In practice, I wanted this and not five different half-overlapping variants of it:

Metric cardinality
The useful part of the design wasn't the config file by itself. It was what the config file made harder to mess up.
On spans I'm fairly relaxed. If a piece of context is useful for debugging and it's handled safely, I don't mind carrying a decent amount of it. On metrics I'm much more conservative.
The shared allowlist and forbidden-attribute model helped a lot here. Tool identifiers, route templates, method, status code, and a bounded operation name are all reasonable candidates. A user hash isn't. Request IDs aren't. Session IDs aren't. Those are good diagnostic attributes and terrible metric dimensions.
This split was especially important because some of the AI-specific context only exists inside the app. If the service parses MCP-style JSON-RPC payloads, for example, it can often derive a stable operation name or tool name that's genuinely useful on request metrics. That enrichment belongs in the app because the app actually understands the payload. Client lineage and normalized request identity, on the other hand, are edge concerns and belong in APIM.
Cross-language
I think this would've been much less useful if it only solved the .NET side nicely.
The .NET version is naturally a little heavier. It plugs into dependency injection, middleware, and the normal OpenTelemetry setup in ASP.NET Core. The TypeScript side is lighter and more wrapper-shaped. That's fine — they don't need to look the same internally.
I wanted them to share the exact same config source, though. This allowed me to change a single location and have it flow to all of the services in the platform, regardless of language. I just had to make sure that no matter which language we were using, the config files were pulled in with the builds accordingly.
The shared library is code, but the contract it implements is still data. I didn't want the values duplicated into two language implementations at build time in some opaque way. I wanted both runtimes to load the same file and validate it normally.

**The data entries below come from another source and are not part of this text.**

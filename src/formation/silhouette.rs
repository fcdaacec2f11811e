use std::f64::consts::TAU;

use crate::foundation::core::PointRecord;
use crate::foundation::math::Rng64;

/// Ellipsoid body part with a share of the point budget.
#[derive(Clone, Debug, PartialEq, serde::Serialize, serde::Deserialize)]
pub struct SoftRegion {
    /// Human-readable part name.
    pub name: String,
    /// Ellipsoid center.
    pub center: [f64; 3],
    /// Ellipsoid radii along x, y, z.
    pub radii: [f64; 3],
    /// Relative share of points.
    pub weight: f64,
}

impl SoftRegion {
    fn new(name: &str, center: [f64; 3], radii: [f64; 3], weight: f64) -> Self {
        Self {
            name: name.to_owned(),
            center,
            radii,
            weight,
        }
    }

    fn sample(&self, rng: &mut Rng64) -> PointRecord {
        let theta = rng.next_f64_01() * TAU;
        let phi = (2.0 * rng.next_f64_01() - 1.0).clamp(-1.0, 1.0).acos();
        // Cube root keeps the density uniform over the volume.
        let r = rng.next_f64_01().cbrt();
        let [cx, cy, cz] = self.center;
        let [rx, ry, rz] = self.radii;
        PointRecord::new(
            cx + r * rx * phi.sin() * theta.cos(),
            cy + r * ry * phi.sin() * theta.sin(),
            cz + r * rz * phi.cos(),
        )
    }
}

/// Box that absorbs points left over after per-region floor rounding.
#[derive(Clone, Debug, PartialEq, serde::Serialize, serde::Deserialize)]
pub struct FillBox {
    /// Minimum corner.
    pub min: [f64; 3],
    /// Maximum corner.
    pub max: [f64; 3],
}

impl FillBox {
    fn sample(&self, rng: &mut Rng64) -> PointRecord {
        PointRecord::new(
            rng.range(self.min[0], self.max[0]),
            rng.range(self.min[1], self.max[1]),
            rng.range(self.min[2], self.max[2]),
        )
    }
}

/// Volumetric figure built from weighted soft regions.
#[derive(Clone, Debug, PartialEq, serde::Serialize, serde::Deserialize)]
#[serde(default)]
pub struct SilhouetteSpec {
    /// Body parts, filled in order.
    pub regions: Vec<SoftRegion>,
    /// Scatter volume for the rounding remainder.
    pub fill: FillBox,
}

impl SilhouetteSpec {
    /// Sum of region weights (non-positive weights count as zero).
    pub fn total_weight(&self) -> f64 {
        self.regions.iter().map(|r| r.weight.max(0.0)).sum()
    }
}

impl Default for SilhouetteSpec {
    /// Monkey king in a martial stance: raised hand, extended arm, tail and a cloud underfoot.
    fn default() -> Self {
        Self {
            regions: vec![
                SoftRegion::new("head", [0.0, 12.0, 0.0], [1.2, 1.4, 1.0], 0.12),
                SoftRegion::new("crown", [0.0, 13.5, 0.0], [1.5, 0.5, 0.8], 0.05),
                SoftRegion::new("chest", [0.0, 9.0, 0.0], [1.5, 1.8, 0.8], 0.15),
                SoftRegion::new("belly", [0.0, 7.0, 0.0], [1.2, 1.0, 0.7], 0.08),
                SoftRegion::new("left_arm", [-2.5, 10.0, 0.0], [0.5, 2.0, 0.5], 0.08),
                SoftRegion::new("left_hand", [-3.5, 12.0, 0.0], [0.6, 0.6, 0.6], 0.03),
                SoftRegion::new("right_arm", [2.5, 9.0, 0.0], [0.5, 1.8, 0.5], 0.08),
                SoftRegion::new("right_hand", [4.0, 8.0, 0.0], [0.5, 0.5, 0.5], 0.03),
                SoftRegion::new("left_leg", [-0.8, 4.0, 0.0], [0.6, 2.5, 0.6], 0.10),
                SoftRegion::new("left_foot", [-1.2, 1.0, 0.3], [0.8, 0.4, 0.5], 0.03),
                SoftRegion::new("right_leg", [1.0, 3.5, 1.0], [0.6, 2.2, 0.6], 0.10),
                SoftRegion::new("right_foot", [1.5, 0.8, 1.5], [0.8, 0.4, 0.5], 0.03),
                SoftRegion::new("tail_base", [0.5, 5.5, -1.0], [0.3, 0.3, 1.5], 0.04),
                SoftRegion::new("tail_mid", [1.0, 5.0, -2.5], [0.3, 0.3, 1.0], 0.03),
                SoftRegion::new("tail_tip", [1.5, 5.5, -3.5], [0.4, 0.4, 0.4], 0.02),
                SoftRegion::new("cloud", [0.0, 0.0, 0.0], [3.0, 0.5, 3.0], 0.03),
            ],
            fill: FillBox {
                min: [-4.0, 0.0, -2.0],
                max: [4.0, 14.0, 2.0],
            },
        }
    }
}

pub(crate) fn generate(spec: &SilhouetteSpec, count: usize, rng: &mut Rng64) -> Vec<PointRecord> {
    let mut out = Vec::with_capacity(count);
    let total = spec.total_weight();

    if total > 0.0 {
        for region in &spec.regions {
            let share = region.weight.max(0.0) / total;
            let n = ((share * count as f64).floor() as usize).min(count - out.len());
            out.extend((0..n).map(|_| region.sample(rng)));
        }
    }

    while out.len() < count {
        out.push(spec.fill.sample(rng));
    }
    out
}
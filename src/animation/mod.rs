pub(crate) mod ease;
pub(crate) mod stagger;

They needed to behave the same way regardless of language. If APIM wrote a platform baggage key, both stacks needed to resolve it in the same order. If a metric attribute was safe in one service, it needed to be safe in the other. If a forbidden attribute was dropped from metrics in TypeScript but leaked through in .NET, the whole shared contract idea would've been kind of pointless.
I think shared contract tests matter more than shared implementation details in setups like this. The point isn't that both libraries use the same code shape. The point is that they produce the same platform behavior.
The Azure perspective
The implementation itself lived mostly in shared code and config, but we of course need some extra Azure parts to make this all run.
There was a central telemetry setup around Log Analytics, Application Insights, and a shared collector story when needed. API Management handled the practical edge work: trace continuation, normalized headers, baggage propagation, and gateway-side dimensions for the traffic that needed to be observable already at that layer.
If you already have a platform edge, that's where this kind of cross-cutting normalization belongs.
It also meant the services stayed smaller. They didn't need to know how a specific client integration decided to represent a parent session or a tooling version header. They just needed to consume the platform contract consistently.
Closing thoughts
Looking back, this was a simple-ish contract design task.
The edge normalizes and propagates. The shared config owns the rules. The language libraries implement those rules. Metrics stay intentionally boring. Richer context lives on spans unless there's a very good reason to promote it.
If I were doing this again, I'd keep the same basics. The declarative contract file was the biggest win. Edge-owned normalization was the right split. And being strict on metric safety saved me from the kind of telemetry mess that's easy to create and annoying to clean up. However, I'd likely implement this right from the start instead of waiting for the mess to happen first. The refactor was pretty easy, but it's still better to avoid the mess in the first place.